Culpepper was still under contract with the Vikings so a trade would be needed to land the disgruntled quarterback.
Brees considered both Miami and Nola and figured that he’d land in the former. However head coach Nick Saban and the team doctors weren’t sold on Brees’ surgically repaired shoulder and essentially punted him to New Orleans.
Representing a new aggressive culture in the Saints front office, the team swooped in to sign Brees as fast as they could.
And the offensive juggernaut tandem of Payton-Brees was born and the franchise and league record books would never be the same.
As Brees’ shoulder got stronger with every game Saints fans would get a taste of to expect next 14 years, which would be the greatest era of professional football in New Orleans.
This wasn’t just any free agent signing.
Brees and his wife Brittany invested in New Orleans fully, buying a house, opening eateries, and engaging in prolific charity work.

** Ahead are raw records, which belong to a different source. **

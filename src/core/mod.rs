//! Core module containing the test-orchestration engine
//!
//! This module provides:
//! - Transport layer with a background reader (Serial, TCP, simulated)
//! - Command/response exchange over the device console
//! - Telemetry extraction from register dumps and state listings
//! - Tolerance evaluation
//! - Test cases, declarative plans and the sequential runner
//! - Markdown/JSON report rendering
//! - Wire transcript recording
//! - Virtual device simulation

pub mod channel;
pub mod plan;
pub mod report;
pub mod result;
pub mod runner;
pub mod simulator;
pub mod telemetry;
pub mod testcase;
pub mod tolerance;
pub mod transcript;
pub mod transport;
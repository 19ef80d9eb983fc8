//! Declarative test plans
//!
//! A plan is an ordered list of [`ScriptedCase`]s, each a list of
//! [`Step`]s: commands, observation waits, samples bound to names, and
//! checks over those names. Plans load from TOML:
//!
//! ```toml
//! [[case]]
//! id = "1.1"
//! name = "Basic counting"
//!
//! [[case.step]]
//! kind = "command"
//! line = "set register 140 value:2"
//! settle_ms = 100
//!
//! [[case.step]]
//! kind = "wait"
//! ms = 10000
//!
//! [[case.step]]
//! kind = "sample"
//! line = "show registers 100 40"
//! bind = { count = 100 }
//!
//! [[case.step]]
//! kind = "tolerance"
//! sample = "count"
//! expected = 50000
//! ```
//!
//! The built-in counter validation suite is expressed the same way, see
//! [`counter_suite`].

use super::result::TestResult;
use super::telemetry::{self, RegisterSample};
use super::testcase::{CaseContext, CaseError, Check, TestCase};
use crate::config::ConfigError;
use async_trait::async_trait;
use serde::{Deserialize, Serialize};
use std::collections::{BTreeMap, HashMap, HashSet};
use std::path::Path;
use std::time::Duration;
use tracing::debug;
//! Test results and the suite accumulator

use chrono::{DateTime, Local};
use serde::{Deserialize, Serialize};
use std::collections::BTreeMap;
use std::fmt;

/// Result status
#[derive(Debug, Clone, Copy, PartialEq, Eq, Serialize, Deserialize)]
#[serde(rename_all = "UPPERCASE")]
pub enum TestStatus {
    /// Condition held
    Pass,
    /// Condition violated, or the case failed unexpectedly
    Fail,
    /// Expected telemetry could not be located
    Inconclusive,
}

impl fmt::Display for TestStatus {
    fn fmt(&self, f: &mut fmt::Formatter<'_>) -> fmt::Result {
        match self {
            Self::Pass => write!(f, "PASS"),
            Self::Fail => write!(f, "FAIL"),
            Self::Inconclusive => write!(f, "INCONCLUSIVE"),
        }
    }
}

/// Outcome of one checked condition. Never mutated once collected.
#[derive(Debug, Clone, Serialize, Deserialize)]
pub struct TestResult {
    id: String,
    name: String,
    status: TestStatus,
    expected: String,
    actual: String,
    notes: String,
    timestamp: DateTime<Local>,
}

impl TestResult {
    /// Create a result stamped with the current time
    pub fn new(
        id: impl Into<String>,
        name: impl Into<String>,
        status: TestStatus,
        expected: impl Into<String>,
        actual: impl Into<String>,
    ) -> Self {
        Self {
            id: id.into(),
            name: name.into(),
            status,
            expected: expected.into(),
            actual: actual.into(),
            notes: String::new(),
            timestamp: Local::now(),
        }
    }

    /// Attach notes
    #[must_use]
    pub fn with_notes(mut self, notes: impl Into<String>) -> Self {
        self.notes = notes.into();
        self
    }

    /// Identifier
    pub fn id(&self) -> &str {
        &self.id
    }

    /// Human-readable name
    pub fn name(&self) -> &str {
        &self.name
    }

    /// Status
    pub fn status(&self) -> TestStatus {
        self.status
    }

    /// Expected outcome, as text
    pub fn expected(&self) -> &str {
        &self.expected
    }

    /// Observed outcome, as text
    pub fn actual(&self) -> &str {
        &self.actual
    }

    /// Free-text notes
    pub fn notes(&self) -> &str {
        &self.notes
    }

    /// Creation time
    pub fn timestamp(&self) -> DateTime<Local> {
        self.timestamp
    }
}

/// How a run ended
#[derive(Debug, Clone, PartialEq, Eq, Serialize, Deserialize)]
#[serde(tag = "kind", content = "detail", rename_all = "snake_case")]
pub enum RunCompletion {
    /// Every case was executed
    Completed,
    /// Stopped by an external interrupt
    Interrupted,
    /// The link dropped mid-run
    ConnectionLost(String),
}

impl RunCompletion {
    /// Whether every case had a chance to run
    pub fn is_complete(&self) -> bool {
        matches!(self, Self::Completed)
    }
}

/// Ordered results of one run plus derived aggregates
#[derive(Debug, Clone, Serialize, Deserialize)]
pub struct TestSuiteReport {
    results: Vec<TestResult>,
    /// Run metadata (endpoint, start/end time, user keys)
    pub metadata: BTreeMap<String, String>,
    /// How the run ended
    pub completion: RunCompletion,
}

impl TestSuiteReport {
    /// Derive a report from the full accumulator
    pub fn new(results: Vec<TestResult>, completion: RunCompletion) -> Self {
        Self {
            results,
            metadata: BTreeMap::new(),
            completion,
        }
    }

    /// Attach metadata
    #[must_use]
    pub fn with_metadata(mut self, metadata: BTreeMap<String, String>) -> Self {
        self.metadata.extend(metadata);
        self
    }

    /// Results in execution order
    pub fn results(&self) -> &[TestResult] {
        &self.results
    }

    /// Number of results
    pub fn total(&self) -> usize {
        self.results.len()
    }

    /// Number of PASS results
    pub fn passed(&self) -> usize {
        self.count(TestStatus::Pass)
    }

    /// Number of FAIL results
    pub fn failed(&self) -> usize {
        self.count(TestStatus::Fail)
    }

    /// Number of INCONCLUSIVE results
    pub fn inconclusive(&self) -> usize {
        self.count(TestStatus::Inconclusive)
    }

    /// `passed / total`, or 0 for an empty report
    pub fn success_rate(&self) -> f64 {
        if self.results.is_empty() {
            return 0.0;
        }
        self.passed() as f64 / self.total() as f64
    }

    /// Every result passed and the run was not cut short.
    /// An empty run has not passed anything.
    pub fn all_passed(&self) -> bool {
        !self.results.is_empty() && self.completion.is_complete() && self.passed() == self.total()
    }

    fn count(&self, status: TestStatus) -> usize {
        self.results.iter().filter(|r| r.status == status).count()
    }
}
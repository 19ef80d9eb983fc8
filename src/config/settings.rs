//! Bench settings

use super::ConfigError;
use crate::core::plan::CounterPlan;
use crate::core::report::AcceptanceThresholds;
use crate::core::transport::Transport;
use serde::{Deserialize, Serialize};
use std::collections::BTreeMap;
use std::path::{Path, PathBuf};
use std::time::Duration;

/// Bench configuration
#[derive(Debug, Clone, Default, Serialize, Deserialize)]
#[serde(default)]
pub struct BenchConfig {
    /// Endpoint of the device under test
    pub transport: Transport,
    /// Command exchange timing
    pub channel: ChannelConfig,
    /// Default evaluation settings
    pub evaluation: EvaluationConfig,
    /// Verdict thresholds on the success rate
    pub acceptance: AcceptanceThresholds,
    /// Report output
    pub report: ReportConfig,
    /// Run pacing and plan selection
    pub run: RunConfig,
    /// Parameters of the built-in counter suite
    pub counter: CounterPlan,
}

impl BenchConfig {
    /// Load config from file; a missing file yields the defaults.
    pub fn load(path: &Path) -> Result<Self, ConfigError> {
        if !path.exists() {
            tracing::debug!(path = %path.display(), "no config file, using defaults");
            return Ok(Self::default());
        }
        let content = std::fs::read_to_string(path).map_err(|source| ConfigError::Io {
            path: path.to_path_buf(),
            source,
        })?;
        let config: Self = toml::from_str(&content).map_err(|e| ConfigError::Parse {
            path: path.to_path_buf(),
            message: e.to_string(),
        })?;
        config.validate()?;
        Ok(config)
    }

    /// Serialize to TOML
    pub fn to_toml(&self) -> Result<String, ConfigError> {
        toml::to_string_pretty(self).map_err(|e| ConfigError::Invalid(e.to_string()))
    }

    /// Reject inconsistent values
    pub fn validate(&self) -> Result<(), ConfigError> {
        if let Transport::Serial(serial) = &self.transport {
            if serial.port.trim().is_empty() {
                return Err(ConfigError::Invalid("serial port name is empty".into()));
            }
            if serial.baud_rate == 0 {
                return Err(ConfigError::Invalid("baud rate must be positive".into()));
            }
        }
        if !(self.evaluation.tolerance > 0.0 && self.evaluation.tolerance.is_finite()) {
            return Err(ConfigError::Invalid(format!(
                "tolerance must be a positive fraction, got {}",
                self.evaluation.tolerance
            )));
        }
        let AcceptanceThresholds { accept, conditional } = self.acceptance;
        if !(0.0..=1.0).contains(&accept) || !(0.0..=1.0).contains(&conditional) {
            return Err(ConfigError::Invalid("acceptance thresholds must lie in [0, 1]".into()));
        }
        if accept < conditional {
            return Err(ConfigError::Invalid(format!(
                "accept threshold {accept} is below conditional threshold {conditional}"
            )));
        }
        if self.channel.poll_interval_ms == 0 {
            return Err(ConfigError::Invalid("poll interval must be at least 1 ms".into()));
        }
        Ok(())
    }
}

/// Line ending type
#[derive(Debug, Clone, Copy, PartialEq, Eq, Serialize, Deserialize, Default)]
#[serde(rename_all = "lowercase")]
pub enum LineEnding {
    /// Carriage Return only
    Cr,
    /// Line Feed only
    Lf,
    /// Both CR and LF
    #[default]
    CrLf,
}

impl LineEnding {
    /// Get the byte sequence for this line ending
    pub fn bytes(&self) -> &'static [u8] {
        match self {
            Self::Cr => b"\r",
            Self::Lf => b"\n",
            Self::CrLf => b"\r\n",
        }
    }
}

/// Command exchange timing
#[derive(Debug, Clone, Serialize, Deserialize)]
#[serde(default)]
pub struct ChannelConfig {
    /// Terminator appended to every command
    pub line_ending: LineEnding,
    /// Settle time for reads, in milliseconds
    pub settle_ms: u64,
    /// Settle time for configuration commands, in milliseconds
    pub config_settle_ms: u64,
    /// Background reader poll interval, in milliseconds
    pub poll_interval_ms: u64,
}

impl ChannelConfig {
    /// Settle time for reads
    pub fn settle(&self) -> Duration {
        Duration::from_millis(self.settle_ms)
    }

    /// Settle time for configuration commands
    pub fn config_settle(&self) -> Duration {
        Duration::from_millis(self.config_settle_ms)
    }

    /// Background reader poll interval
    pub fn poll_interval(&self) -> Duration {
        Duration::from_millis(self.poll_interval_ms)
    }
}

impl Default for ChannelConfig {
    fn default() -> Self {
        Self {
            line_ending: LineEnding::CrLf,
            settle_ms: 500,
            config_settle_ms: 1000,
            poll_interval_ms: 10,
        }
    }
}

/// Default evaluation settings
#[derive(Debug, Clone, Serialize, Deserialize)]
#[serde(default)]
pub struct EvaluationConfig {
    /// Tolerance fraction used when a check does not name one
    pub tolerance: f64,
}

impl Default for EvaluationConfig {
    fn default() -> Self {
        Self { tolerance: 0.05 }
    }
}

/// Report output
#[derive(Debug, Clone, Serialize, Deserialize)]
#[serde(default)]
pub struct ReportConfig {
    /// Markdown report path
    pub path: PathBuf,
    /// Optional JSON export path
    pub json_path: Option<PathBuf>,
    /// Report title
    pub title: String,
    /// Free-form run metadata (firmware build, hardware, signal source)
    pub metadata: BTreeMap<String, String>,
}

impl Default for ReportConfig {
    fn default() -> Self {
        Self {
            path: PathBuf::from("TEST_RESULTS_REPORT.md"),
            json_path: None,
            title: "Device Validation Report".to_string(),
            metadata: BTreeMap::new(),
        }
    }
}

/// Run pacing and plan selection
#[derive(Debug, Clone, Serialize, Deserialize)]
#[serde(default)]
pub struct RunConfig {
    /// Wait after opening before the first case, in milliseconds
    pub startup_delay_ms: u64,
    /// Pause between cases, in milliseconds
    pub inter_case_delay_ms: u64,
    /// Test plan file; the built-in counter suite runs when unset
    pub plan: Option<PathBuf>,
}

impl Default for RunConfig {
    fn default() -> Self {
        Self {
            startup_delay_ms: 1000,
            inter_case_delay_ms: 2000,
            plan: None,
        }
    }
}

They became a part of the New Orleans social fabric
2009 would be the year where the stars would align much the way Brees’ passes would with his receivers. A thirteen game winning streak. A first round playoff bye that eluded them in 2006. Hosting the NFC Championship Game.
And of course Super Bowl XLIV played ironically in the very stadium that he intended to relaunch his career if not for Saban.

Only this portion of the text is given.